+++ Data
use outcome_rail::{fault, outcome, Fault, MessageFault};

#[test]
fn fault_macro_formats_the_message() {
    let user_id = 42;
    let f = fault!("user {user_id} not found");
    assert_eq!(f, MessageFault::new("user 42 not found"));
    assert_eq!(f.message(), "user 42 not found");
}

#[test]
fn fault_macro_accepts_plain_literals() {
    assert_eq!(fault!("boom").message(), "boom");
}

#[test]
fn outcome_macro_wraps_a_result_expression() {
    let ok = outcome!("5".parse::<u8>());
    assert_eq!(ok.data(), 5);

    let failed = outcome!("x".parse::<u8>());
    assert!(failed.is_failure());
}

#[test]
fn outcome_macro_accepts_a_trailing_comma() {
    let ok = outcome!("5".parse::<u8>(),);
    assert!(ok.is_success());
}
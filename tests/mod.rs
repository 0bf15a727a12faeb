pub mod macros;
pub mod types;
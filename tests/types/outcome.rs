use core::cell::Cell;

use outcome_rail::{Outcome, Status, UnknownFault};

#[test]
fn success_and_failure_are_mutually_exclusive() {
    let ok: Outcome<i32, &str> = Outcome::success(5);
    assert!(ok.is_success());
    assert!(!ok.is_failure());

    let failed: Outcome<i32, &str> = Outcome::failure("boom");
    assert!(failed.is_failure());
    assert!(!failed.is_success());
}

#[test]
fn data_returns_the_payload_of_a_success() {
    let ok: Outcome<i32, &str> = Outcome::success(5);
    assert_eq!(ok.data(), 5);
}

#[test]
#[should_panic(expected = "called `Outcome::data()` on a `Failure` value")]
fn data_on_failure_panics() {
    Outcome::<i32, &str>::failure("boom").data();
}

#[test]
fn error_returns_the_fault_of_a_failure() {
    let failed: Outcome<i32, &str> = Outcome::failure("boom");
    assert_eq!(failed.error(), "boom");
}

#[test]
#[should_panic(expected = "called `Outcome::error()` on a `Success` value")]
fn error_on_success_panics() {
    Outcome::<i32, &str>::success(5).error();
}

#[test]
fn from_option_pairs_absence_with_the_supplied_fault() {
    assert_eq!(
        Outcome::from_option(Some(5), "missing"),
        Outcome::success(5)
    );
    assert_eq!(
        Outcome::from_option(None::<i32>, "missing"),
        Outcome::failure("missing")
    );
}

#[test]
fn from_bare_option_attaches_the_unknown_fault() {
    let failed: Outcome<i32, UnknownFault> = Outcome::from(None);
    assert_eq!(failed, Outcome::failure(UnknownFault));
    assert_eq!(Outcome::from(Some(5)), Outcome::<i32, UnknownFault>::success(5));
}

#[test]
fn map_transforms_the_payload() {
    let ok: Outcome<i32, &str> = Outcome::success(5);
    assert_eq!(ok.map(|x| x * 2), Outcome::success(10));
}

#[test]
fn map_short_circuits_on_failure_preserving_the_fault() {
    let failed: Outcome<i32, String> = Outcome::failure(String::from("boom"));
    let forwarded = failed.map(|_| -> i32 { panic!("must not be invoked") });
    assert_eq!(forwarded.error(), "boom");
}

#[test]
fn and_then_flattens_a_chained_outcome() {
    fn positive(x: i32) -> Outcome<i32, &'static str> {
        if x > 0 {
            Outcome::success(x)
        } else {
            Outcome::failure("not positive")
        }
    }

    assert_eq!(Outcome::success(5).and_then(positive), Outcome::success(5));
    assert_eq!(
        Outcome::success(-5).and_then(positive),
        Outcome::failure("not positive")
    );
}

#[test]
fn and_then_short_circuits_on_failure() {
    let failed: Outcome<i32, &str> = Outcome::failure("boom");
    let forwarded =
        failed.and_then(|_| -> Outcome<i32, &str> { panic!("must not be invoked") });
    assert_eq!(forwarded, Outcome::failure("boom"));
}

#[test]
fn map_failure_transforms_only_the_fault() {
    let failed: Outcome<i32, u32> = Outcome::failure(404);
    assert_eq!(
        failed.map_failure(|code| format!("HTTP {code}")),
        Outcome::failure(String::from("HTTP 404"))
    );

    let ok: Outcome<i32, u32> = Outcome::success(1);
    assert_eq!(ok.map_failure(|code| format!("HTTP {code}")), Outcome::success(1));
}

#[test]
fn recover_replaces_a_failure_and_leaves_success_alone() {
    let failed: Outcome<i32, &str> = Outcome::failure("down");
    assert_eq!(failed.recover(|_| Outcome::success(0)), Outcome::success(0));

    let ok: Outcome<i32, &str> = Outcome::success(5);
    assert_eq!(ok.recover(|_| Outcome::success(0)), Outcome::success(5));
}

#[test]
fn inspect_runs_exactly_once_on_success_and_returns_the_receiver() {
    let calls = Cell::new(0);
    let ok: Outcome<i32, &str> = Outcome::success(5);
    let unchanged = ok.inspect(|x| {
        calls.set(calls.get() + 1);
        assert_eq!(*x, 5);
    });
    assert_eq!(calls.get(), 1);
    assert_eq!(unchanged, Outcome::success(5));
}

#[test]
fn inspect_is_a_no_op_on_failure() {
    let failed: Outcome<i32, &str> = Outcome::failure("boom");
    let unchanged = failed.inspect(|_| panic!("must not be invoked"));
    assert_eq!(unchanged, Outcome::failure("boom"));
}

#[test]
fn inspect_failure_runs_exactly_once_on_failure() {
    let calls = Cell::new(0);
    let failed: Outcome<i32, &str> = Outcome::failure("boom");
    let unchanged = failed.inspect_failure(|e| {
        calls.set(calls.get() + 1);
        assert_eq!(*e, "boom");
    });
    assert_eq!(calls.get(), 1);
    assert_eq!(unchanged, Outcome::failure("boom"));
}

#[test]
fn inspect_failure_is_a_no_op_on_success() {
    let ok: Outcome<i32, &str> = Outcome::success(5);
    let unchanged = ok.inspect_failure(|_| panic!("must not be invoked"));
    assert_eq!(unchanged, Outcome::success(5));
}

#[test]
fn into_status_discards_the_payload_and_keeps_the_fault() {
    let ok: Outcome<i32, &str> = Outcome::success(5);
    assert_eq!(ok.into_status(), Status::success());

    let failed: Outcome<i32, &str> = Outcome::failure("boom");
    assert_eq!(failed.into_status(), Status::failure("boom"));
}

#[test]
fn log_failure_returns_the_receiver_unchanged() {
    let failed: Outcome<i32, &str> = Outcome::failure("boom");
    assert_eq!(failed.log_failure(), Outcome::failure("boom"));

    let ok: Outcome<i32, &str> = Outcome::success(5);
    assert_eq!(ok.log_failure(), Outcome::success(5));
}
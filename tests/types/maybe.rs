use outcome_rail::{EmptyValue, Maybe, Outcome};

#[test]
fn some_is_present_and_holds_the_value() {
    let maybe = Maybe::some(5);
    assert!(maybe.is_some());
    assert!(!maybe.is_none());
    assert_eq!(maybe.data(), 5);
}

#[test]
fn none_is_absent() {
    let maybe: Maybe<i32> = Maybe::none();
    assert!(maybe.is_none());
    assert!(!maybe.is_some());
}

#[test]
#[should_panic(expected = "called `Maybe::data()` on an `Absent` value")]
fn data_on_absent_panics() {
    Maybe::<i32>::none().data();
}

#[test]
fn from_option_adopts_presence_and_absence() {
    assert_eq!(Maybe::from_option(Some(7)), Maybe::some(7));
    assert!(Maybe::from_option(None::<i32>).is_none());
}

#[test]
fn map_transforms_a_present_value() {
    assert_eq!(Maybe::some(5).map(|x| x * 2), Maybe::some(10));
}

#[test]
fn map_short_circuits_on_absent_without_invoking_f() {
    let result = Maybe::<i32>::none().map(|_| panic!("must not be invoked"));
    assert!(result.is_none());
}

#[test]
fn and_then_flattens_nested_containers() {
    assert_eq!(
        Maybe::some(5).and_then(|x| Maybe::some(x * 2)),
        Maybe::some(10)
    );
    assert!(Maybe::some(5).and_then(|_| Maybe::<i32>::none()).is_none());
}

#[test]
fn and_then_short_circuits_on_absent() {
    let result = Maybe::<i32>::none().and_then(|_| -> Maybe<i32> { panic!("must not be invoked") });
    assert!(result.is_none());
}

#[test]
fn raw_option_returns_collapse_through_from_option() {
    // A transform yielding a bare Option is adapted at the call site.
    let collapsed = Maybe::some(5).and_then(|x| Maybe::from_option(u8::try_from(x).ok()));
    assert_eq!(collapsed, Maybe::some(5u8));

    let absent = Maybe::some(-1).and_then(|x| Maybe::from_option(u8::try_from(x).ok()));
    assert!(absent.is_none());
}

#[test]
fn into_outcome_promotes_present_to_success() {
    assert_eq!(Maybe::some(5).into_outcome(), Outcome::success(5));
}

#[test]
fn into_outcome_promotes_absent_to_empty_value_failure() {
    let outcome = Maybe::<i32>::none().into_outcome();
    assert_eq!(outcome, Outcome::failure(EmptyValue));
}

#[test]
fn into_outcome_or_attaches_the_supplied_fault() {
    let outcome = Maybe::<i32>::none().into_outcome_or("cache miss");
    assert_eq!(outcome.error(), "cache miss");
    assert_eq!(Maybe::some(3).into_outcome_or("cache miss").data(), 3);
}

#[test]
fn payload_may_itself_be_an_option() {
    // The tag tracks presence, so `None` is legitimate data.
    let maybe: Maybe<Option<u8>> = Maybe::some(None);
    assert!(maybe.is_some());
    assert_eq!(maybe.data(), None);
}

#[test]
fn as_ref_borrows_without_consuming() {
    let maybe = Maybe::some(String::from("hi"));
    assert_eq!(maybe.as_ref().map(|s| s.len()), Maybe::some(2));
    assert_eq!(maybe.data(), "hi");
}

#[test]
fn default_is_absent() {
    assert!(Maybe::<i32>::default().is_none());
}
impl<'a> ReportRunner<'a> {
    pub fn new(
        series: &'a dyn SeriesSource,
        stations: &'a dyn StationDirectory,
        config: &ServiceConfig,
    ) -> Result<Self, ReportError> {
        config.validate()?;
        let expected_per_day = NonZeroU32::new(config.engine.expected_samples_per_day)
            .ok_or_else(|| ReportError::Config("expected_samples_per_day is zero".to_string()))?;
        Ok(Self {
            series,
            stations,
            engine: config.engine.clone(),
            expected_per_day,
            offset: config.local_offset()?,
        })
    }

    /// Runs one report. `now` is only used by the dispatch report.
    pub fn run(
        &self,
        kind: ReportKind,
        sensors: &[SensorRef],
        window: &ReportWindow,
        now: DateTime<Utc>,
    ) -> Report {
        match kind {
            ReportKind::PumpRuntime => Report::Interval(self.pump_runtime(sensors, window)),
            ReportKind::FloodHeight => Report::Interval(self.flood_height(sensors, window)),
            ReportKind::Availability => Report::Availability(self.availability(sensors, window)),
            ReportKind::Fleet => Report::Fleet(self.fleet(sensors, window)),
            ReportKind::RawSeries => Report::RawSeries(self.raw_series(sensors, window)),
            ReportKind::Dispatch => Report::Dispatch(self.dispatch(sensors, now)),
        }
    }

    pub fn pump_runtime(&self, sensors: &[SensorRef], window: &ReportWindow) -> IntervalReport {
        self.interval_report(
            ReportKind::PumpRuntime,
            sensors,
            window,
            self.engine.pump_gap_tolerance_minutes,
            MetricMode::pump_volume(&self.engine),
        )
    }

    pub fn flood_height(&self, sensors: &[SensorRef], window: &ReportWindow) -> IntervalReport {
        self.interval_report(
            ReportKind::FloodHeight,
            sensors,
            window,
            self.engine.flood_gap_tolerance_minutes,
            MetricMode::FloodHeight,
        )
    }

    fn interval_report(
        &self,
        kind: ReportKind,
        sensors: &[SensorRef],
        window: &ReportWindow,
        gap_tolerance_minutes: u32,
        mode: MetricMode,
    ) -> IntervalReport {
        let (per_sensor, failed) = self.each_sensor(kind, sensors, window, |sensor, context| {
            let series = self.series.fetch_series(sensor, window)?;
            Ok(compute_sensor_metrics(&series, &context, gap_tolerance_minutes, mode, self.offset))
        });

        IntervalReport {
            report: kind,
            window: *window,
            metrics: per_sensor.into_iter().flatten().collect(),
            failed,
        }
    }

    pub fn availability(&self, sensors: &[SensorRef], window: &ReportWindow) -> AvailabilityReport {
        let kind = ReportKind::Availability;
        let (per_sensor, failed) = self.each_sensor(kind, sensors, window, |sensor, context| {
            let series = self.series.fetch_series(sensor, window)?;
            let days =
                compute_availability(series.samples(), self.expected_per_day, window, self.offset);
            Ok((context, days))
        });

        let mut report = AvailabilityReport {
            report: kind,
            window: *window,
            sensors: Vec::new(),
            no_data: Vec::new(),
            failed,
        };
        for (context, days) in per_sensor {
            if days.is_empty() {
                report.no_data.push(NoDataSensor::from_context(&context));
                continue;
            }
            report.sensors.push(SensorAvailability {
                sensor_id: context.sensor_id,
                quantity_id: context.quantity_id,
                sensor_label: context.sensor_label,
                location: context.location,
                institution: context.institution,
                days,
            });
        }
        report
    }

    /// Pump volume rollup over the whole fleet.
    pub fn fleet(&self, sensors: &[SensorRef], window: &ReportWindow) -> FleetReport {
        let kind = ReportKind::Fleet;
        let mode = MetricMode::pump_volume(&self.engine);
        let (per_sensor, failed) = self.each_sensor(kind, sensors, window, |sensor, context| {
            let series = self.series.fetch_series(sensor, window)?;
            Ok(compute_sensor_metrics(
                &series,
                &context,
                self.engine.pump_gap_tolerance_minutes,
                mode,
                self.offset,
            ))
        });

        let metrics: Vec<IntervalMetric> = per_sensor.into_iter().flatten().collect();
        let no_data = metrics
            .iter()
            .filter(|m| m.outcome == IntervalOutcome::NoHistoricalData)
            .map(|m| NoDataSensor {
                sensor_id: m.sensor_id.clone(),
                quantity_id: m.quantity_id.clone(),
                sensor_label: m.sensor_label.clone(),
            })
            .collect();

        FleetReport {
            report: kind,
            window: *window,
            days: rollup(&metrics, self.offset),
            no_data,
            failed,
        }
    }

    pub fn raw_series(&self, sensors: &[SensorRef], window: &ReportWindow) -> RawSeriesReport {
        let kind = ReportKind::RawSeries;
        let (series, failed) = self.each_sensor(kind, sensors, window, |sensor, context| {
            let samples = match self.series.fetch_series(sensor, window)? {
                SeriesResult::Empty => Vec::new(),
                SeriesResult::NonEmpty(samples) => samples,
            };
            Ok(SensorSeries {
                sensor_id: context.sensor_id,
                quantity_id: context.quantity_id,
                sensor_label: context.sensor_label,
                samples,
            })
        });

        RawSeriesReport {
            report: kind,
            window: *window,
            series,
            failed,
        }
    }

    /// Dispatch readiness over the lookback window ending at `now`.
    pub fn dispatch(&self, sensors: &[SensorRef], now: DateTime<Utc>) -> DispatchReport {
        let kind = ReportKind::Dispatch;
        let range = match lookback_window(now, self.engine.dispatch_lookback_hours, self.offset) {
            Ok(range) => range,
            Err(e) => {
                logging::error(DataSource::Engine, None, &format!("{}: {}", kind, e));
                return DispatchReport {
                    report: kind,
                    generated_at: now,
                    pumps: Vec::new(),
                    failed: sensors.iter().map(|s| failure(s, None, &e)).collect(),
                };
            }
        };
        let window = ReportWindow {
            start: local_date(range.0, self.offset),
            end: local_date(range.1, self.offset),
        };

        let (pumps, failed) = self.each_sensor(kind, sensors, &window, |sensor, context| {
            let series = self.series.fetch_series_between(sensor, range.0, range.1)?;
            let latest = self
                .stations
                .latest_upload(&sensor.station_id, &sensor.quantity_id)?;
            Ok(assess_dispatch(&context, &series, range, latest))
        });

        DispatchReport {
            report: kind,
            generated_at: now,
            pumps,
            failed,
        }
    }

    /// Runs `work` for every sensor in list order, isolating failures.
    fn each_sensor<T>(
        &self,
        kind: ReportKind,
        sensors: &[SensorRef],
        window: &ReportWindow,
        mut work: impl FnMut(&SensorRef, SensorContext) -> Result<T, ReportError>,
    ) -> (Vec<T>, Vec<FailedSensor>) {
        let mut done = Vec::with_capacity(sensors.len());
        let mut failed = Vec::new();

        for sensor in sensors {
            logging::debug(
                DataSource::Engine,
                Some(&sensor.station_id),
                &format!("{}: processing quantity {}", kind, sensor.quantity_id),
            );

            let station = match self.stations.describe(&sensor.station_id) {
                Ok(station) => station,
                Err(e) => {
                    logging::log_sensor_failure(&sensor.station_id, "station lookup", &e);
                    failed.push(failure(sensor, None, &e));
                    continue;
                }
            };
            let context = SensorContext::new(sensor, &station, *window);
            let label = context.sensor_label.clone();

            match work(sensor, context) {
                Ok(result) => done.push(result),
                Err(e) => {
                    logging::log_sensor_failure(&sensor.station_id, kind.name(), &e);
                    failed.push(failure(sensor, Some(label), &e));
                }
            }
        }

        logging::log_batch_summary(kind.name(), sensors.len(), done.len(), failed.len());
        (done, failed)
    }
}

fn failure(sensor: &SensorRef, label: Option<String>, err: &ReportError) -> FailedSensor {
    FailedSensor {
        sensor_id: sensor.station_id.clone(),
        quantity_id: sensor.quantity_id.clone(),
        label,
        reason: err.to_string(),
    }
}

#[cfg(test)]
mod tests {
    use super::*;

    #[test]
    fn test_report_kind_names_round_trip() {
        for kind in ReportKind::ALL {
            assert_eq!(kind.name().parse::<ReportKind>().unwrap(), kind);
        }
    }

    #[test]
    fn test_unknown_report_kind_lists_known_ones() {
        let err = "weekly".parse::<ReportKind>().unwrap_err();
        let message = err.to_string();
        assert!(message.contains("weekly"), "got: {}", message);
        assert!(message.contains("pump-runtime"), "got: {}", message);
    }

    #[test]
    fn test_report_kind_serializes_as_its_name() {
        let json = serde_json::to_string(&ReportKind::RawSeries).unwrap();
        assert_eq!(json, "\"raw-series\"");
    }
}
++++++
Aim of the exercise:
List every line above that contains the word "FailedSensor".

Result for this task:
    ) -> (Vec<T>, Vec<FailedSensor>) {
fn failure(sensor: &SensorRef, label: Option<String>, err: &ReportError) -> FailedSensor {
    FailedSensor {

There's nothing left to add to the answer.